■ Material for the task
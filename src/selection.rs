// Selection of the classes that need binary patches.
//
// Every `<relative>.java.patch` under a patch directory names a target-space
// class. Each is resolved to its obfuscated name, and all of its inner
// classes (transitively) are selected with it so that synthetic accessors
// stay consistent.

use std::collections::BTreeSet;
use std::path::{Path, PathBuf};
use std::sync::Arc;

use walkdir::WalkDir;

use crate::mapping::MappingTable;

/// Suffix of source patch files.
pub const DEFAULT_PATCH_SUFFIX: &str = ".java.patch";

/// Errors from scanning patch directories.
#[derive(Debug, thiserror::Error)]
pub enum SelectionError {
    #[error("patch directory {} does not exist or is not a directory", .0.display())]
    NotADirectory(PathBuf),
    #[error("failed to walk {}: {source}", dir.display())]
    Walk {
        dir: PathBuf,
        #[source]
        source: walkdir::Error,
    },
}

/// Result of a selection pass.
#[derive(Debug, Clone, Default, PartialEq, Eq)]
pub struct Selection {
    /// Obfuscated binary names to patch.
    pub touched: BTreeSet<String>,
    /// Patch names with no class mapping, as target-space relative paths.
    pub unresolved: Vec<String>,
    /// Patch files examined.
    pub patches: usize,
}

/// Maps source patch files to the obfuscated classes they affect.
pub struct PatchSelector {
    mapping: Arc<MappingTable>,
    suffix: String,
}

impl PatchSelector {
    pub fn new(mapping: Arc<MappingTable>) -> Self {
        Self {
            mapping,
            suffix: DEFAULT_PATCH_SUFFIX.to_owned(),
        }
    }

    /// Use a different patch file suffix.
    pub fn with_suffix(mut self, suffix: impl Into<String>) -> Self {
        self.suffix = suffix.into();
        self
    }

    /// Scan each directory recursively, in sorted order.
    pub fn select<P: AsRef<Path>>(&self, dirs: &[P]) -> Result<Selection, SelectionError> {
        let mut names = Vec::new();
        for dir in dirs {
            let dir = dir.as_ref();
            if !dir.is_dir() {
                return Err(SelectionError::NotADirectory(dir.to_path_buf()));
            }
            for entry in WalkDir::new(dir).sort_by_file_name() {
                let entry = entry.map_err(|source| SelectionError::Walk {
                    dir: dir.to_path_buf(),
                    source,
                })?;
                if !entry.file_type().is_file() {
                    continue;
                }
                match relative_name(dir, entry.path()) {
                    Some(rel) => names.push(rel),
                    None => log::warn!("skipping non UTF-8 path {}", entry.path().display()),
                }
            }
        }
        Ok(self.select_names(names.iter().map(String::as_str)))
    }

    /// Select from relative patch file names (`/` separated).
    pub fn select_names<'a>(&self, names: impl IntoIterator<Item = &'a str>) -> Selection {
        let mut selection = Selection::default();
        let mut visited = BTreeSet::new();

        for name in names {
            let Some(class_path) = name.strip_suffix(self.suffix.as_str()) else {
                log::debug!("ignoring {name}: not a {} file", self.suffix);
                continue;
            };
            selection.patches += 1;
            let Some(resolved) = self.mapping.resolve_patch_name(class_path) else {
                log::warn!("no class mapping for patch {name}");
                selection.unresolved.push(class_path.to_owned());
                continue;
            };
            selection.touched.insert(resolved.obf);
            if visited.insert(resolved.target.clone()) {
                self.propagate(resolved.target, &mut visited, &mut selection.touched);
            }
        }

        log::info!(
            "{} patches select {} classes ({} unresolved)",
            selection.patches,
            selection.touched.len(),
            selection.unresolved.len()
        );
        selection
    }

    /// Add every inner class reachable from `root`. Inner classes are looked
    /// up by the simple name of their outer class.
    fn propagate(
        &self,
        root: String,
        visited: &mut BTreeSet<String>,
        touched: &mut BTreeSet<String>,
    ) {
        let mut worklist = vec![root];
        while let Some(outer) = worklist.pop() {
            let simple = outer.rsplit('/').next().unwrap_or(outer.as_str());
            for inner in self.mapping.inner_classes_by_simple_name(simple) {
                if !visited.insert(inner.clone()) {
                    continue;
                }
                if let Some(obf) = self.mapping.obf_name(inner) {
                    touched.insert(obf.to_owned());
                }
                worklist.push(inner.clone());
            }
        }
    }
}

fn relative_name(root: &Path, path: &Path) -> Option<String> {
    let rel = path.strip_prefix(root).ok()?;
    let parts: Option<Vec<&str>> = rel.components().map(|c| c.as_os_str().to_str()).collect();
    Some(parts?.join("/"))
}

■ Task details
Keeping every word and mark as it is, print the entries above.

■ Problem solution
filename src/selection.rs
// Selection of the classes that need binary patches.
//
// Every `<relative>.java.patch` under a patch directory names a target-space
// class. Each is resolved to its obfuscated name, and all of its inner
// classes (transitively) are selected with it so that synthetic accessors
// stay consistent.

use std::collections::BTreeSet;
use std::path::{Path, PathBuf};
use std::sync::Arc;

use walkdir::WalkDir;

use crate::mapping::MappingTable;

/// Suffix of source patch files.
pub const DEFAULT_PATCH_SUFFIX: &str = ".java.patch";

/// Errors from scanning patch directories.
#[derive(Debug, thiserror::Error)]
pub enum SelectionError {
    #[error("patch directory {} does not exist or is not a directory", .0.display())]
    NotADirectory(PathBuf),
    #[error("failed to walk {}: {source}", dir.display())]
    Walk {
        dir: PathBuf,
        #[source]
        source: walkdir::Error,
    },
}

/// Result of a selection pass.
#[derive(Debug, Clone, Default, PartialEq, Eq)]
pub struct Selection {
    /// Obfuscated binary names to patch.
    pub touched: BTreeSet<String>,
    /// Patch names with no class mapping, as target-space relative paths.
    pub unresolved: Vec<String>,
    /// Patch files examined.
    pub patches: usize,
}

/// Maps source patch files to the obfuscated classes they affect.
pub struct PatchSelector {
    mapping: Arc<MappingTable>,
    suffix: String,
}

impl PatchSelector {
    pub fn new(mapping: Arc<MappingTable>) -> Self {
        Self {
            mapping,
            suffix: DEFAULT_PATCH_SUFFIX.to_owned(),
        }
    }

    /// Use a different patch file suffix.
    pub fn with_suffix(mut self, suffix: impl Into<String>) -> Self {
        self.suffix = suffix.into();
        self
    }

    /// Scan each directory recursively, in sorted order.
    pub fn select<P: AsRef<Path>>(&self, dirs: &[P]) -> Result<Selection, SelectionError> {
        let mut names = Vec::new();
        for dir in dirs {
            let dir = dir.as_ref();
            if !dir.is_dir() {
                return Err(SelectionError::NotADirectory(dir.to_path_buf()));
            }
            for entry in WalkDir::new(dir).sort_by_file_name() {
                let entry = entry.map_err(|source| SelectionError::Walk {
                    dir: dir.to_path_buf(),
                    source,
                })?;
                if !entry.file_type().is_file() {
                    continue;
                }
                match relative_name(dir, entry.path()) {
                    Some(rel) => names.push(rel),
                    None => log::warn!("skipping non UTF-8 path {}", entry.path().display()),
                }
            }
        }
        Ok(self.select_names(names.iter().map(String::as_str)))
    }

    /// Select from relative patch file names (`/` separated).
    pub fn select_names<'a>(&self, names: impl IntoIterator<Item = &'a str>) -> Selection {
        let mut selection = Selection::default();
        let mut visited = BTreeSet::new();

        for name in names {
            let Some(class_path) = name.strip_suffix(self.suffix.as_str()) else {
                log::debug!("ignoring {name}: not a {} file", self.suffix);
                continue;
            };
            selection.patches += 1;
            let Some(resolved) = self.mapping.resolve_patch_name(class_path) else {
                log::warn!("no class mapping for patch {name}");
                selection.unresolved.push(class_path.to_owned());
                continue;
            };
            selection.touched.insert(resolved.obf);
            if visited.insert(resolved.target.clone()) {
                self.propagate(resolved.target, &mut visited, &mut selection.touched);
            }
        }

        log::info!(
            "{} patches select {} classes ({} unresolved)",
            selection.patches,
            selection.touched.len(),
            selection.unresolved.len()
        );
        selection
    }

    /// Add every inner class reachable from `root`. Inner classes are looked
    /// up by the simple name of their outer class.
    fn propagate(
        &self,
        root: String,
        visited: &mut BTreeSet<String>,
        touched: &mut BTreeSet<String>,
    ) {
        let mut worklist = vec![root];
        while let Some(outer) = worklist.pop() {
            let simple = outer.rsplit('/').next().unwrap_or(outer.as_str());
            for inner in self.mapping.inner_classes_by_simple_name(simple) {
                if !visited.insert(inner.clone()) {
                    continue;
                }
                if let Some(obf) = self.mapping.obf_name(inner) {
                    touched.insert(obf.to_owned());
                }
                worklist.push(inner.clone());
            }
        }
    }
}

fn relative_name(root: &Path, path: &Path) -> Option<String> {
    let rel = path.strip_prefix(root).ok()?;
    let parts: Option<Vec<&str>> = rel.components().map(|c| c.as_os_str().to_str()).collect();
    Some(parts?.join("/"))
}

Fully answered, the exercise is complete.